What you will do: Write out again only the lines that run from the start of the entries to the line containing "pub fn load(path: &Path)", both included.

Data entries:
_ _ _

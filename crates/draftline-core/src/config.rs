use std::path::Path;
use std::time::Duration;

use serde::{Deserialize, Serialize};

use crate::types::{DraftSnapshot, StorageKey};

pub const DEFAULT_DEBOUNCE_MS: u64 = 1_500;
pub const DEFAULT_SERVER_SAVE_INTERVAL_MS: u64 = 30_000;
pub const DEFAULT_REQUEST_TIMEOUT_SECS: u64 = 10;
/// Roughly what a browser grants one origin for key-value storage.
pub const DEFAULT_MAX_CACHE_BYTES: u64 = 5 * 1024 * 1024;

// ── Persistent settings ──

/// Settings stored in `<store_root>/config.json`.
#[derive(Debug, Clone, PartialEq, Eq, Serialize, Deserialize)]
#[serde(default)]
pub struct DraftlineConfig {
    pub debounce_ms: u64,
    pub server_save_interval_ms: u64,
    /// Base URL of the remote draft service. Unset means the local
    /// directory-backed store is used as the durable tier.
    #[serde(skip_serializing_if = "Option::is_none")]
    pub remote_url: Option<String>,
    pub request_timeout_secs: u64,
    pub max_cache_bytes: u64,
}

impl Default for DraftlineConfig {
    fn default() -> Self {
        Self {
            debounce_ms: DEFAULT_DEBOUNCE_MS,
            server_save_interval_ms: DEFAULT_SERVER_SAVE_INTERVAL_MS,
            remote_url: None,
            request_timeout_secs: DEFAULT_REQUEST_TIMEOUT_SECS,
            max_cache_bytes: DEFAULT_MAX_CACHE_BYTES,
        }
    }
}

impl DraftlineConfig {
    /// Keys accepted in `config.json`.
    pub const KEYS: &'static [&'static str] = &[
        "debounce_ms",
        "server_save_interval_ms",
        "remote_url",
        "request_timeout_secs",
        "max_cache_bytes",
    ];

    /// Load from `path`. Returns defaults if the file is missing or unparseable.
    pub fn load(path: &Path) -> Self {
        let content = match std::fs::read_to_string(path) {
            Ok(c) => c,
            Err(_) => return Self::default(),
        };
        match serde_json::from_str(&content) {
            Ok(config) => config,
            Err(e) => {
                tracing::warn!(path = %path.display(), error = %e, "ignoring unparseable config");
                Self::default()
            }
        }
    }

    pub fn request_timeout(&self) -> Duration {
        Duration::from_secs(self.request_timeout_secs)
    }
}

// ── Per-session options ──

/// Options for one autosave session.
#[derive(Debug, Clone)]
pub struct AutosaveOptions {
    pub storage_key: StorageKey,
    /// Identifier the remote tier files the draft under.
    pub session_id: String,
    /// Draft the caller already hydrated from the remote tier, if any.
    pub initial_draft: Option<DraftSnapshot>,
    pub debounce: Duration,
    pub server_save_interval: Duration,
    /// `false` disables both timers and every storage access.
    pub enabled: bool,
}

impl AutosaveOptions {
    pub fn new(storage_key: StorageKey, session_id: impl Into<String>) -> Self {
        Self {
            storage_key,
            session_id: session_id.into(),
            initial_draft: None,
            debounce: Duration::from_millis(DEFAULT_DEBOUNCE_MS),
            server_save_interval: Duration::from_millis(DEFAULT_SERVER_SAVE_INTERVAL_MS),
            enabled: true,
        }
    }

    /// Take timer settings from persistent config.
    pub fn with_config(mut self, config: &DraftlineConfig) -> Self {
        self.debounce = Duration::from_millis(config.debounce_ms);
        self.server_save_interval = Duration::from_millis(config.server_save_interval_ms);
        self
    }

    pub fn with_initial_draft(mut self, draft: Option<DraftSnapshot>) -> Self {
        self.initial_draft = draft;
        self
    }

    pub fn with_debounce(mut self, debounce: Duration) -> Self {
        self.debounce = debounce;
        self
    }

    pub fn with_server_save_interval(mut self, interval: Duration) -> Self {
        self.server_save_interval = interval;
        self
    }

    pub fn with_enabled(mut self, enabled: bool) -> Self {
        self.enabled = enabled;
        self
    }
}
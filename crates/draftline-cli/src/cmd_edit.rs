use std::sync::Arc;

use draftline_core::{AutosaveOptions, DraftSnapshot, SaveState, SaveStatus};
use draftline_sync::DraftSession;
use tokio::io::{AsyncBufReadExt, BufReader};

use crate::workspace::{default_session_id, parse_key, Workspace};

/// Typed on stdin instead of a snapshot to force a flush of both tiers.
const SAVE_COMMAND: &str = ":save";

#[derive(Debug, Clone, Copy, PartialEq, Eq)]
pub enum RecoveryChoice {
    Restore,
    Discard,
    /// Leave the recovered draft undecided; the next change overwrites it.
    Ask,
}

impl RecoveryChoice {
    pub fn from_flags(restore: bool, discard: bool) -> Self {
        match (restore, discard) {
            (true, _) => RecoveryChoice::Restore,
            (_, true) => RecoveryChoice::Discard,
            _ => RecoveryChoice::Ask,
        }
    }
}

pub struct EditParams<'a> {
    pub key: &'a str,
    pub session: Option<&'a str>,
    pub remote: Option<&'a str>,
    pub on_recovery: RecoveryChoice,
    pub enabled: bool,
}

/// `draftline edit <key>`
pub fn execute(ws: &Workspace, params: EditParams<'_>) -> anyhow::Result<()> {
    let rt = tokio::runtime::Runtime::new()?;
    rt.block_on(run(ws, params))
}

fn describe(state: &SaveState) -> String {
    let status = match state.status {
        SaveStatus::Idle => "idle",
        SaveStatus::Saving => "saving",
        SaveStatus::Saved => "saved",
        SaveStatus::Error => "error",
    };
    let mut line = format!("[{status}]");
    if let Some(at) = &state.last_saved {
        line.push_str(&format!(" last saved {at}"));
    }
    if state.has_unsaved_changes {
        line.push_str(" (unsaved changes)");
    }
    line
}

fn parse_line(line: &str) -> Result<DraftSnapshot, serde_json::Error> {
    serde_json::from_str::<serde_json::Value>(line).map(DraftSnapshot::new)
}

async fn run(ws: &Workspace, params: EditParams<'_>) -> anyhow::Result<()> {
    let key = parse_key(params.key)?;
    let session_id = params
        .session
        .map(str::to_string)
        .unwrap_or_else(|| default_session_id(&key));
    let gateway = ws.gateway(params.remote)?;

    let initial = if params.enabled {
        match gateway.load_draft(&session_id).await {
            Ok(draft) => draft,
            Err(e) => {
                tracing::warn!(session_id = %session_id, error = %e, "could not load server draft");
                None
            }
        }
    } else {
        None
    };
    if let Some(draft) = &initial {
        println!("Loaded server draft: {}", draft.to_json()?);
    }

    let options = AutosaveOptions::new(key, session_id)
        .with_config(&ws.config)
        .with_initial_draft(initial)
        .with_enabled(params.enabled);
    let mut session = DraftSession::mount(options, Arc::new(ws.cache()), gateway);

    let recovered_at = session.pending_draft().map(|r| r.saved_at.clone());
    if let Some(saved_at) = recovered_at {
        println!("Recovered draft from {saved_at}");
        match params.on_recovery {
            RecoveryChoice::Restore => {
                if let Some(snapshot) = session.restore_draft() {
                    println!("Restored: {}", snapshot.to_json()?);
                    session.on_change(snapshot);
                }
            }
            RecoveryChoice::Discard => {
                session.clear_draft();
                println!("Discarded.");
            }
            RecoveryChoice::Ask => {
                println!("Left undecided; rerun with --restore or --discard.");
            }
        }
    }

    let mut states = session.subscribe();
    let printer = tokio::spawn(async move {
        while states.changed().await.is_ok() {
            let state = states.borrow_and_update().clone();
            println!("{}", describe(&state));
        }
    });

    let mut lines = BufReader::new(tokio::io::stdin()).lines();
    loop {
        let line = tokio::select! {
            line = lines.next_line() => line?,
            _ = tokio::signal::ctrl_c() => None,
        };
        let Some(line) = line else { break };
        let line = line.trim();
        if line.is_empty() {
            continue;
        }
        if line == SAVE_COMMAND {
            session.save_now().await;
            continue;
        }
        match parse_line(line) {
            Ok(snapshot) => session.on_change(snapshot),
            Err(e) => eprintln!("Skipping line that is not JSON: {e}"),
        }
    }

    session.shutdown().await;
    if let Err(e) = printer.await {
        tracing::warn!(error = %e, "state printer ended abnormally");
    }
    Ok(())
}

_ _ _

Output of the exercise:
filename crates/draftline-core/src/config.rs
use std::path::Path;
use std::time::Duration;

use serde::{Deserialize, Serialize};

use crate::types::{DraftSnapshot, StorageKey};

pub const DEFAULT_DEBOUNCE_MS: u64 = 1_500;
pub const DEFAULT_SERVER_SAVE_INTERVAL_MS: u64 = 30_000;
pub const DEFAULT_REQUEST_TIMEOUT_SECS: u64 = 10;
/// Roughly what a browser grants one origin for key-value storage.
pub const DEFAULT_MAX_CACHE_BYTES: u64 = 5 * 1024 * 1024;

// ── Persistent settings ──

/// Settings stored in `<store_root>/config.json`.
#[derive(Debug, Clone, PartialEq, Eq, Serialize, Deserialize)]
#[serde(default)]
pub struct DraftlineConfig {
    pub debounce_ms: u64,
    pub server_save_interval_ms: u64,
    /// Base URL of the remote draft service. Unset means the local
    /// directory-backed store is used as the durable tier.
    #[serde(skip_serializing_if = "Option::is_none")]
    pub remote_url: Option<String>,
    pub request_timeout_secs: u64,
    pub max_cache_bytes: u64,
}

impl Default for DraftlineConfig {
    fn default() -> Self {
        Self {
            debounce_ms: DEFAULT_DEBOUNCE_MS,
            server_save_interval_ms: DEFAULT_SERVER_SAVE_INTERVAL_MS,
            remote_url: None,
            request_timeout_secs: DEFAULT_REQUEST_TIMEOUT_SECS,
            max_cache_bytes: DEFAULT_MAX_CACHE_BYTES,
        }
    }
}

impl DraftlineConfig {
    /// Keys accepted in `config.json`.
    pub const KEYS: &'static [&'static str] = &[
        "debounce_ms",
        "server_save_interval_ms",
        "remote_url",
        "request_timeout_secs",
        "max_cache_bytes",
    ];

    /// Load from `path`. Returns defaults if the file is missing or unparseable.
    pub fn load(path: &Path) -> Self {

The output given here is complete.